TASK DESCRIPTION: Of all the lines below, return only those starting with the line holding "Router::new()" and going on through the line holding "fn nvidia_records() ->", exactly as written.

Saved entries
-- -- --

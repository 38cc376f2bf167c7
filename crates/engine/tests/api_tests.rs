//! Integration tests for the engine API endpoints

use axum::{
    body::Body,
    extract::State,
    http::{Request, StatusCode},
    response::IntoResponse,
    routing::{get, post},
    Json, Router,
};
use engine_lib::{
    catalog::Catalog,
    hardware::StaticEnumerator,
    health::{components, ComponentStatus, HealthRegistry},
    ComposeEngine, DeployOutcome, DeployRequest, EngineMetrics, RawBusRecord, SecurityPolicy,
};
use prometheus::{Encoder, TextEncoder};
use std::sync::Arc;
use tempfile::TempDir;
use tower::ServiceExt;

#[derive(Clone)]
pub struct AppState {
    pub engine: Arc<ComposeEngine>,
    pub health_registry: HealthRegistry,
    pub metrics: EngineMetrics,
}

async fn deploy(
    State(state): State<Arc<AppState>>,
    Json(request): Json<DeployRequest>,
) -> impl IntoResponse {
    match state.engine.deploy(&request).await {
        Ok(outcome) => {
            let status_code = match &outcome {
                DeployOutcome::Written(_) => StatusCode::OK,
                DeployOutcome::Rejected(_) => StatusCode::UNPROCESSABLE_ENTITY,
                DeployOutcome::NotFound { .. } => StatusCode::NOT_FOUND,
            };
            (status_code, Json(outcome)).into_response()
        }
        Err(e) => (
            StatusCode::INTERNAL_SERVER_ERROR,
            Json(serde_json::json!({ "error": e.to_string() })),
        )
            .into_response(),
    }
}

async fn healthz(State(state): State<Arc<AppState>>) -> impl IntoResponse {
    let health = state.health_registry.health().await;
    let status_code = match health.status {
        ComponentStatus::Healthy => StatusCode::OK,
        ComponentStatus::Degraded => StatusCode::OK,
        ComponentStatus::Unhealthy => StatusCode::SERVICE_UNAVAILABLE,
    };
    (status_code, Json(health))
}

async fn readyz(State(state): State<Arc<AppState>>) -> impl IntoResponse {
    let readiness = state.health_registry.readiness().await;
    let status_code = if readiness.ready {
        StatusCode::OK
    } else {
        StatusCode::SERVICE_UNAVAILABLE
    };
    (status_code, Json(readiness))
}

async fn metrics() -> impl IntoResponse {
    let encoder = TextEncoder::new();
    let metric_families = prometheus::gather();
    let mut buffer = Vec::new();
    encoder.encode(&metric_families, &mut buffer).unwrap();
    (
        StatusCode::OK,
        [("content-type", "text/plain; charset=utf-8")],
        buffer,
    )
}

fn create_test_router(state: Arc<AppState>) -> Router {
    Router::new()
        .route("/v1/deploy", post(deploy))
        .route("/healthz", get(healthz))
        .route("/readyz", get(readyz))
        .route("/metrics", get(metrics))
        .with_state(state)
}

fn nvidia_records() -> Vec<RawBusRecord> {
    vec![RawBusRecord {
        vendor_id: "10de".to_string(),
        device_id: "2684".to_string(),
        bus_address: "0000:01:00.0".to_string(),
    }]
}

async fn setup_test_app(tmp: &TempDir) -> (Router, Arc<AppState>) {
    let health_registry = HealthRegistry::new();
    health_registry.register(components::CATALOG).await;
    health_registry.register(components::WRITER).await;

    let engine = Arc::new(ComposeEngine::new(
        Arc::new(Catalog::builtin()),
        Arc::new(SecurityPolicy::with_base_root(tmp.path())),
        Arc::new(StaticEnumerator::new(nvidia_records())),
        "test-host",
    ));

    let state = Arc::new(AppState {
        engine,
        health_registry,
        metrics: EngineMetrics::new(),
    });
    let router = create_test_router(state.clone());

    (router, state)
}

fn deploy_request(body: serde_json::Value) -> Request<Body> {
    Request::builder()
        .method("POST")
        .uri("/v1/deploy")
        .header("content-type", "application/json")
        .body(Body::from(body.to_string()))
        .unwrap()
}

#[tokio::test]
async fn test_deploy_returns_200_and_artifact_on_success() {
    let tmp = TempDir::new().unwrap();
    let (app, _state) = setup_test_app(&tmp).await;

    let response = app
        .oneshot(deploy_request(serde_json::json!({
            "service_id": "plex",
            "parameters": { "media_path": "/mnt/d/Media" }
        })))
        .await
        .unwrap();

    assert_eq!(response.status(), StatusCode::OK);

    let body = axum::body::to_bytes(response.into_body(), usize::MAX)
        .await
        .unwrap();
    let outcome: serde_json::Value = serde_json::from_slice(&body).unwrap();

    assert_eq!(outcome["status"], "written");
    assert!(outcome["checksum"].as_str().unwrap().len() == 64);
    assert!(tmp.path().join("services/plex.yml").exists());
}

#[tokio::test]
async fn test_deploy_returns_422_with_violations_on_rejection() {
    let tmp = TempDir::new().unwrap();
    let (app, _state) = setup_test_app(&tmp).await;

    let response = app
        .oneshot(deploy_request(serde_json::json!({
            "service_id": "plex",
            "parameters": { "media_path": "/" }
        })))
        .await
        .unwrap();

    assert_eq!(response.status(), StatusCode::UNPROCESSABLE_ENTITY);

    let body = axum::body::to_bytes(response.into_body(), usize::MAX)
        .await
        .unwrap();
    let outcome: serde_json::Value = serde_json::from_slice(&body).unwrap();

    assert_eq!(outcome["status"], "rejected");
    let violations = outcome["violations"].as_array().unwrap();
    assert!(violations
        .iter()
        .any(|v| v["rule"] == "forbidden_mount_target"));
    assert!(!tmp.path().join("services/plex.yml").exists());
}

#[tokio::test]
async fn test_deploy_returns_404_for_unknown_service() {
    let tmp = TempDir::new().unwrap();
    let (app, _state) = setup_test_app(&tmp).await;

    let response = app
        .oneshot(deploy_request(serde_json::json!({
            "service_id": "no-such-service"
        })))
        .await
        .unwrap();

    assert_eq!(response.status(), StatusCode::NOT_FOUND);

    let body = axum::body::to_bytes(response.into_body(), usize::MAX)
        .await
        .unwrap();
    let outcome: serde_json::Value = serde_json::from_slice(&body).unwrap();

    assert_eq!(outcome["status"], "not_found");
    assert_eq!(outcome["service_id"], "no-such-service");
}

#[tokio::test]
async fn test_healthz_returns_ok_when_healthy() {
    let tmp = TempDir::new().unwrap();
    let (app, _state) = setup_test_app(&tmp).await;

    let response = app
        .oneshot(
            Request::builder()
                .uri("/healthz")
                .body(Body::empty())
                .unwrap(),
        )
        .await
        .unwrap();

    assert_eq!(response.status(), StatusCode::OK);

    let body = axum::body::to_bytes(response.into_body(), usize::MAX)
        .await
        .unwrap();
    let health: serde_json::Value = serde_json::from_slice(&body).unwrap();

    assert_eq!(health["status"], "healthy");
    assert!(health["components"]["catalog"].is_object());
    assert!(health["components"]["writer"].is_object());
}

#[tokio::test]
async fn test_readyz_returns_503_when_not_ready() {
    let tmp = TempDir::new().unwrap();
    let (app, _state) = setup_test_app(&tmp).await;

    // By default, the engine is not ready
    let response = app
        .oneshot(
            Request::builder()
                .uri("/readyz")
                .body(Body::empty())
                .unwrap(),
        )
        .await
        .unwrap();

    assert_eq!(response.status(), StatusCode::SERVICE_UNAVAILABLE);
}

#[tokio::test]
async fn test_readyz_returns_ok_when_ready() {
    let tmp = TempDir::new().unwrap();
    let (app, state) = setup_test_app(&tmp).await;

    state.health_registry.set_ready(true).await;

    let response = app
        .oneshot(
            Request::builder()
                .uri("/readyz")
                .body(Body::empty())
                .unwrap(),
        )
        .await
        .unwrap();

    assert_eq!(response.status(), StatusCode::OK);

    let body = axum::body::to_bytes(response.into_body(), usize::MAX)
        .await
        .unwrap();
    let readiness: serde_json::Value = serde_json::from_slice(&body).unwrap();

    assert_eq!(readiness["ready"], true);
}

#[tokio::test]
async fn test_metrics_endpoint_returns_prometheus_format() {
    let tmp = TempDir::new().unwrap();
    let (app, state) = setup_test_app(&tmp).await;

    state.metrics.observe_compose_latency(0.001);
    state.metrics.observe_write_latency(0.002);
    state.metrics.set_templates_loaded(7);

    let response = app
        .oneshot(
            Request::builder()
                .uri("/metrics")
                .body(Body::empty())
                .unwrap(),
        )
        .await
        .unwrap();

    assert_eq!(response.status(), StatusCode::OK);

    let content_type = response.headers().get("content-type").unwrap();
    assert!(content_type.to_str().unwrap().contains("text/plain"));

    let body = axum::body::to_bytes(response.into_body(), usize::MAX)
        .await
        .unwrap();
    let metrics_text = String::from_utf8(body.to_vec()).unwrap();

    assert!(metrics_text.contains("homestack_compose_latency_seconds"));
    assert!(metrics_text.contains("homestack_write_latency_seconds"));
    assert!(metrics_text.contains("homestack_templates_loaded"));
}
//! GPU hardware classification from PCI bus enumeration
//!
//! This module turns raw vendor/device ID pairs into normalized
//! hardware profiles. Classification is pure: unrecognized or
//! malformed records degrade to a software-only profile instead of
//! failing the request.

mod sysfs;

pub use sysfs::SysfsEnumerator;

use crate::models::{GpuVendor, HardwareProfile, RawBusRecord};
use anyhow::Result;

pub use async_trait::async_trait;

/// PCI vendor ID constants, in declared priority order
const VENDOR_TABLE: &[(u16, GpuVendor)] = &[
    (0x10de, GpuVendor::Nvidia),
    (0x1002, GpuVendor::Amd),
    (0x8086, GpuVendor::Intel),
];

/// Capability tier for an unrecognized device
const UNKNOWN_CLASS: &str = "unknown";

/// Device-ID range predicates per vendor, first match wins
///
/// Declared order is the tie-break, so this stays an explicit slice
/// rather than any associative structure.
const DEVICE_CLASS_TABLE: &[(GpuVendor, u16, u16, &str)] = &[
    // AMD discrete tiers (Navi device ID ranges)
    (GpuVendor::Amd, 0x7550, 0x75ff, "RDNA4"),
    (GpuVendor::Amd, 0x7400, 0x754f, "RDNA3"),
    (GpuVendor::Amd, 0x73a0, 0x73ff, "RDNA2"),
    (GpuVendor::Amd, 0x0000, 0xffff, "Radeon"),
    // NVIDIA generations
    (GpuVendor::Nvidia, 0x2900, 0x2bff, "Blackwell"),
    (GpuVendor::Nvidia, 0x2680, 0x28ff, "Ada"),
    (GpuVendor::Nvidia, 0x0000, 0xffff, "CUDA-capable"),
    // Intel discrete vs integrated
    (GpuVendor::Intel, 0x56a0, 0x56ff, "Arc"),
    (GpuVendor::Intel, 0xe200, 0xe2ff, "Arc"),
    (GpuVendor::Intel, 0x0000, 0xffff, "Xe"),
];

/// Primary-GPU selection priority: NVIDIA > AMD > Intel
const PRIMARY_PRIORITY: &[GpuVendor] = &[GpuVendor::Nvidia, GpuVendor::Amd, GpuVendor::Intel];

/// Classify raw PCI bus records into hardware profiles
///
/// Pure function over its input. An empty record set produces an
/// empty profile list; "no GPU" is a valid outcome, not an error.
pub fn classify(records: &[RawBusRecord]) -> Vec<HardwareProfile> {
    records.iter().map(classify_record).collect()
}

fn classify_record(record: &RawBusRecord) -> HardwareProfile {
    let vendor = match parse_pci_id(&record.vendor_id) {
        Some(id) => VENDOR_TABLE
            .iter()
            .find(|(vendor_id, _)| *vendor_id == id)
            .map(|(_, vendor)| *vendor)
            .unwrap_or(GpuVendor::None),
        None => {
            tracing::debug!(
                vendor_id = %record.vendor_id,
                bus_address = %record.bus_address,
                "Malformed vendor ID, treating as unknown hardware"
            );
            GpuVendor::None
        }
    };

    let device_class = resolve_device_class(vendor, parse_pci_id(&record.device_id));

    HardwareProfile {
        vendor,
        device_class,
        bus_address: record.bus_address.clone(),
    }
}

/// Resolve the capability tier via the ordered range table
fn resolve_device_class(vendor: GpuVendor, device_id: Option<u16>) -> String {
    if vendor == GpuVendor::None {
        return UNKNOWN_CLASS.to_string();
    }

    let Some(id) = device_id else {
        return UNKNOWN_CLASS.to_string();
    };

    DEVICE_CLASS_TABLE
        .iter()
        .find(|(v, lo, hi, _)| *v == vendor && id >= *lo && id <= *hi)
        .map(|(_, _, _, class)| class.to_string())
        .unwrap_or_else(|| UNKNOWN_CLASS.to_string())
}

/// Parse a 4-hex-digit PCI identifier, rejecting anything else
fn parse_pci_id(raw: &str) -> Option<u16> {
    let trimmed = raw.trim().trim_start_matches("0x");
    if trimmed.len() != 4 || !trimmed.chars().all(|c| c.is_ascii_hexdigit()) {
        return None;
    }
    u16::from_str_radix(trimmed, 16).ok()
}

/// Select the primary GPU from a detection run
///
/// Vendor priority mirrors which vendor benefits acceleration most;
/// within a vendor, input order breaks ties.
pub fn select_primary(profiles: &[HardwareProfile]) -> Option<&HardwareProfile> {
    for vendor in PRIMARY_PRIORITY {
        if let Some(profile) = profiles.iter().find(|p| p.vendor == *vendor) {
            return Some(profile);
        }
    }
    None
}

/// The degraded profile used when no GPU is detected
pub fn software_profile() -> HardwareProfile {
    HardwareProfile {
        vendor: GpuVendor::None,
        device_class: UNKNOWN_CLASS.to_string(),
        bus_address: String::new(),
    }
}

/// Source of raw PCI bus records
///
/// The engine classifies whatever an enumerator hands it; tests use a
/// fixed record set, production reads sysfs.
#[async_trait]
pub trait BusEnumerator: Send + Sync {
    async fn enumerate(&self) -> Result<Vec<RawBusRecord>>;
}

/// Fixed-record enumerator for tests and pre-classified requests
pub struct StaticEnumerator {
    records: Vec<RawBusRecord>,
}

impl StaticEnumerator {
    pub fn new(records: Vec<RawBusRecord>) -> Self {
        Self { records }
    }
}

#[async_trait]
impl BusEnumerator for StaticEnumerator {
    async fn enumerate(&self) -> Result<Vec<RawBusRecord>> {
        Ok(self.records.clone())
    }
}

#[cfg(test)]
mod tests {
    use super::*;

    fn record(vendor_id: &str, device_id: &str, bus: &str) -> RawBusRecord {
        RawBusRecord {
            vendor_id: vendor_id.to_string(),
            device_id: device_id.to_string(),
            bus_address: bus.to_string(),
        }
    }

    #[test]
    fn test_classify_nvidia() {
        let profiles = classify(&[record("10de", "2684", "0000:01:00.0")]);
        assert_eq!(profiles.len(), 1);
        assert_eq!(profiles[0].vendor, GpuVendor::Nvidia);
        assert_eq!(profiles[0].device_class, "Ada");
        assert_eq!(profiles[0].bus_address, "0000:01:00.0");
    }

    #[test]
    fn test_classify_amd_rdna_tiers() {
        let profiles = classify(&[
            record("1002", "7550", "0000:03:00.0"),
            record("1002", "744c", "0000:04:00.0"),
            record("1002", "73bf", "0000:05:00.0"),
            record("1002", "6810", "0000:06:00.0"),
        ]);
        let classes: Vec<&str> = profiles.iter().map(|p| p.device_class.as_str()).collect();
        assert_eq!(classes, vec!["RDNA4", "RDNA3", "RDNA2", "Radeon"]);
    }

    #[test]
    fn test_classify_intel_arc() {
        let profiles = classify(&[record("8086", "56a0", "0000:03:00.0")]);
        assert_eq!(profiles[0].vendor, GpuVendor::Intel);
        assert_eq!(profiles[0].device_class, "Arc");
    }

    #[test]
    fn test_unknown_vendor_degrades_to_none() {
        let profiles = classify(&[record("dead", "beef", "0000:09:00.0")]);
        assert_eq!(profiles[0].vendor, GpuVendor::None);
        assert_eq!(profiles[0].device_class, "unknown");
    }

    #[test]
    fn test_malformed_vendor_id_never_fails() {
        for bad in ["", "1", "xyzw", "10del", "0x10de0", "10 de"] {
            let profiles = classify(&[record(bad, "2684", "0000:01:00.0")]);
            assert_eq!(profiles[0].vendor, GpuVendor::None, "input: {:?}", bad);
        }
    }

    #[test]
    fn test_classify_empty_input() {
        assert!(classify(&[]).is_empty());
    }

    #[test]
    fn test_first_match_wins_preserves_table_order() {
        // 0x7550 sits in the RDNA4 range; the catch-all Radeon range
        // also matches but is declared later.
        let profiles = classify(&[record("1002", "7550", "0000:03:00.0")]);
        assert_eq!(profiles[0].device_class, "RDNA4");
    }

    #[test]
    fn test_select_primary_prefers_discrete_nvidia() {
        let profiles = classify(&[
            record("8086", "46a6", "0000:00:02.0"),
            record("10de", "2684", "0000:01:00.0"),
        ]);
        let primary = select_primary(&profiles).unwrap();
        assert_eq!(primary.vendor, GpuVendor::Nvidia);
    }

    #[test]
    fn test_select_primary_amd_over_intel() {
        let profiles = classify(&[
            record("8086", "46a6", "0000:00:02.0"),
            record("1002", "744c", "0000:01:00.0"),
        ]);
        assert_eq!(select_primary(&profiles).unwrap().vendor, GpuVendor::Amd);
    }

    #[test]
    fn test_select_primary_none_when_no_recognized_gpu() {
        let profiles = classify(&[record("ffff", "0000", "0000:00:02.0")]);
        assert!(select_primary(&profiles).is_none());
    }

    #[tokio::test]
    async fn test_static_enumerator() {
        let enumerator = StaticEnumerator::new(vec![record("10de", "2684", "0000:01:00.0")]);
        let records = enumerator.enumerate().await.unwrap();
        assert_eq!(records.len(), 1);
        assert_eq!(records[0].vendor_id, "10de");
    }
}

-- -- --

TASK SOLUTION:
    Router::new()
        .route("/v1/deploy", post(deploy))
        .route("/healthz", get(healthz))
        .route("/readyz", get(readyz))
        .route("/metrics", get(metrics))
        .with_state(state)
}

fn nvidia_records() -> Vec<RawBusRecord> {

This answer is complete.